[Work to be completed] Across the data below, count every line where the string "Ordering" appears. Answer with the number alone.

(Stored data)
□ □ □
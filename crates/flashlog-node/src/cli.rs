//! Command line for the `flashlog` binary.
//!
//! A YAML file given with `--config` is loaded first; any flag given on the
//! command line then overrides the matching field.

use std::net::{IpAddr, SocketAddr};
use std::path::PathBuf;
use std::time::Duration;

use clap::{Args, Parser, Subcommand};
use flashlog::config::parse_duration;
use flashlog::{ConfigError, GossipConfig, IngestConfig, StoreConfig, SyncMode};

#[derive(Parser, Debug)]
#[command(name = "flashlog")]
#[command(about = "flashlog log aggregation node")]
#[command(version)]
pub struct Cli {
    /// Log at debug level unless RUST_LOG says otherwise
    #[arg(long, global = true)]
    pub debug: bool,
    #[command(subcommand)]
    pub command: Commands,
}

#[derive(Subcommand, Debug)]
pub enum Commands {
    /// Accept producer streams and hand segments to store nodes
    Ingest(IngestArgs),
    /// Pull, replicate, compact and serve segments
    Store(StoreArgs),
}

#[derive(Args, Debug, Default)]
pub struct GossipArgs {
    /// Gossip listen address
    #[arg(long)]
    pub cluster_addr: Option<SocketAddr>,
    /// IP advertised to peers instead of the bind address
    #[arg(long)]
    pub advertise_ip: Option<IpAddr>,
    /// Seed peer gossip address, repeatable
    #[arg(long = "peer")]
    pub peers: Vec<String>,
}

impl GossipArgs {
    fn apply(self, gossip: &mut GossipConfig) {
        if let Some(addr) = self.cluster_addr {
            gossip.bind_addr = addr;
        }
        if self.advertise_ip.is_some() {
            gossip.advertise_ip = self.advertise_ip;
        }
        if !self.peers.is_empty() {
            gossip.peers = self.peers;
        }
    }
}

#[derive(Args, Debug, Default)]
pub struct IngestArgs {
    #[arg(long)]
    pub config: Option<PathBuf>,
    #[arg(long)]
    pub data_dir: Option<PathBuf>,
    #[arg(long)]
    pub api_addr: Option<SocketAddr>,
    #[arg(long)]
    pub fast_addr: Option<SocketAddr>,
    /// Flush the active segment at this many bytes
    #[arg(long)]
    pub segment_flush_size: Option<u64>,
    #[arg(long, value_parser = parse_duration)]
    pub segment_flush_age: Option<Duration>,
    #[arg(long, value_parser = parse_duration)]
    pub segment_pending_timeout: Option<Duration>,
    /// Drop producer records longer than this many bytes
    #[arg(long)]
    pub max_record_size: Option<usize>,
    /// fsync after every record instead of on flush
    #[arg(long)]
    pub sync_every_record: bool,
    #[command(flatten)]
    pub gossip: GossipArgs,
}

impl IngestArgs {
    pub fn into_config(self) -> Result<IngestConfig, ConfigError> {
        let mut config = match &self.config {
            Some(path) => IngestConfig::from_yaml_path(path)?,
            None => IngestConfig::default(),
        };
        if let Some(dir) = self.data_dir {
            config.data_dir = dir;
        }
        if let Some(addr) = self.api_addr {
            config.api_addr = addr;
        }
        if let Some(addr) = self.fast_addr {
            config.fast_addr = addr;
        }
        if let Some(size) = self.segment_flush_size {
            config.segment_flush_size = size;
        }
        if let Some(age) = self.segment_flush_age {
            config.segment_flush_age = age;
        }
        if let Some(timeout) = self.segment_pending_timeout {
            config.segment_pending_timeout = timeout;
        }
        if let Some(size) = self.max_record_size {
            config.max_record_size = size;
        }
        if self.sync_every_record {
            config.sync_mode = SyncMode::Immediate;
        }
        self.gossip.apply(&mut config.gossip);
        config.validate()?;
        Ok(config)
    }
}

#[derive(Args, Debug, Default)]
pub struct StoreArgs {
    #[arg(long)]
    pub config: Option<PathBuf>,
    #[arg(long)]
    pub data_dir: Option<PathBuf>,
    #[arg(long)]
    pub api_addr: Option<SocketAddr>,
    /// Number of concurrent consumers
    #[arg(long)]
    pub segment_consumers: Option<usize>,
    #[arg(long)]
    pub segment_target_size: Option<u64>,
    #[arg(long, value_parser = parse_duration)]
    pub segment_target_age: Option<Duration>,
    #[arg(long)]
    pub segment_replication_factor: Option<usize>,
    #[arg(long, value_parser = parse_duration)]
    pub segment_retain: Option<Duration>,
    #[arg(long, value_parser = parse_duration)]
    pub segment_purge: Option<Duration>,
    #[arg(long, value_parser = parse_duration)]
    pub compact_interval: Option<Duration>,
    #[arg(long, value_parser = parse_duration)]
    pub replication_timeout: Option<Duration>,
    /// Per-peer bound on scatter-gather query answers
    #[arg(long, value_parser = parse_duration)]
    pub query_timeout: Option<Duration>,
    #[command(flatten)]
    pub gossip: GossipArgs,
}

impl StoreArgs {
    pub fn into_config(self) -> Result<StoreConfig, ConfigError> {
        let mut config = match &self.config {
            Some(path) => StoreConfig::from_yaml_path(path)?,
            None => StoreConfig::default(),
        };
        if let Some(dir) = self.data_dir {
            config.data_dir = dir;
        }
        if let Some(addr) = self.api_addr {
            config.api_addr = addr;
        }
        if let Some(n) = self.segment_consumers {
            config.segment_consumers = n;
        }
        if let Some(size) = self.segment_target_size {
            config.segment_target_size = size;
        }
        if let Some(age) = self.segment_target_age {
            config.segment_target_age = age;
        }
        if let Some(factor) = self.segment_replication_factor {
            config.segment_replication_factor = factor;
        }
        if let Some(retain) = self.segment_retain {
            config.segment_retain = retain;
        }
        if let Some(purge) = self.segment_purge {
            config.segment_purge = purge;
        }
        if let Some(interval) = self.compact_interval {
            config.compact_interval = interval;
        }
        if let Some(timeout) = self.replication_timeout {
            config.replication_timeout = timeout;
        }
        if let Some(timeout) = self.query_timeout {
            config.query_timeout = timeout;
        }
        self.gossip.apply(&mut config.gossip);
        config.validate()?;
        Ok(config)
    }
}
use std::sync::atomic::{AtomicU64, Ordering};

use serde::{Deserialize, Serialize};

/// Process-wide counters shared by every unit of a node.
#[derive(Debug, Default)]
pub struct NodeStats {
    connected_clients: AtomicU64,
    written_bytes: AtomicU64,
    written_records: AtomicU64,
    flushed_segments: AtomicU64,
    flushed_bytes: AtomicU64,
    failed_segments: AtomicU64,
    committed_segments: AtomicU64,
    committed_bytes: AtomicU64,
    consumed_segments: AtomicU64,
    consumed_bytes: AtomicU64,
    replicated_segments_ingress: AtomicU64,
    replicated_bytes_ingress: AtomicU64,
    replicated_segments_egress: AtomicU64,
    replicated_bytes_egress: AtomicU64,
    compactions: AtomicU64,
    trashed_segments: AtomicU64,
    purged_segments: AtomicU64,
}

#[derive(Debug, Clone, Default, PartialEq, Eq, Serialize, Deserialize)]
pub struct StatsSnapshot {
    pub connected_clients: u64,
    pub written_bytes: u64,
    pub written_records: u64,
    pub flushed_segments: u64,
    pub flushed_bytes: u64,
    pub failed_segments: u64,
    pub committed_segments: u64,
    pub committed_bytes: u64,
    pub consumed_segments: u64,
    pub consumed_bytes: u64,
    pub replicated_segments_ingress: u64,
    pub replicated_bytes_ingress: u64,
    pub replicated_segments_egress: u64,
    pub replicated_bytes_egress: u64,
    pub compactions: u64,
    pub trashed_segments: u64,
    pub purged_segments: u64,
}

fn add(counter: &AtomicU64, n: u64) {
    counter.fetch_add(n, Ordering::Relaxed);
}

impl NodeStats {
    pub fn new() -> Self {
        Self::default()
    }

    pub fn client_connected(&self) {
        add(&self.connected_clients, 1);
    }

    pub fn client_disconnected(&self) {
        let _ = self
            .connected_clients
            .fetch_update(Ordering::Relaxed, Ordering::Relaxed, |n| n.checked_sub(1));
    }

    pub fn record_written(&self, bytes: u64) {
        add(&self.written_records, 1);
        add(&self.written_bytes, bytes);
    }

    pub fn segment_flushed(&self, bytes: u64) {
        add(&self.flushed_segments, 1);
        add(&self.flushed_bytes, bytes);
    }

    pub fn segments_failed(&self, count: u64) {
        add(&self.failed_segments, count);
    }

    pub fn segment_committed(&self, bytes: u64) {
        add(&self.committed_segments, 1);
        add(&self.committed_bytes, bytes);
    }

    pub fn segments_consumed(&self, count: u64, bytes: u64) {
        add(&self.consumed_segments, count);
        add(&self.consumed_bytes, bytes);
    }

    pub fn replica_received(&self, bytes: u64) {
        add(&self.replicated_segments_ingress, 1);
        add(&self.replicated_bytes_ingress, bytes);
    }

    pub fn replica_sent(&self, bytes: u64) {
        add(&self.replicated_segments_egress, 1);
        add(&self.replicated_bytes_egress, bytes);
    }

    pub fn compacted(&self, merges: u64, trashed: u64, purged: u64) {
        add(&self.compactions, merges);
        add(&self.trashed_segments, trashed);
        add(&self.purged_segments, purged);
    }

    pub fn snapshot(&self) -> StatsSnapshot {
        let get = |c: &AtomicU64| c.load(Ordering::Relaxed);
        StatsSnapshot {
            connected_clients: get(&self.connected_clients),
            written_bytes: get(&self.written_bytes),
            written_records: get(&self.written_records),
            flushed_segments: get(&self.flushed_segments),
            flushed_bytes: get(&self.flushed_bytes),
            failed_segments: get(&self.failed_segments),
            committed_segments: get(&self.committed_segments),
            committed_bytes: get(&self.committed_bytes),
            consumed_segments: get(&self.consumed_segments),
            consumed_bytes: get(&self.consumed_bytes),
            replicated_segments_ingress: get(&self.replicated_segments_ingress),
            replicated_bytes_ingress: get(&self.replicated_bytes_ingress),
            replicated_segments_egress: get(&self.replicated_segments_egress),
            replicated_bytes_egress: get(&self.replicated_bytes_egress),
            compactions: get(&self.compactions),
            trashed_segments: get(&self.trashed_segments),
            purged_segments: get(&self.purged_segments),
        }
    }
}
□ □ □
[Answer to the exercise] 4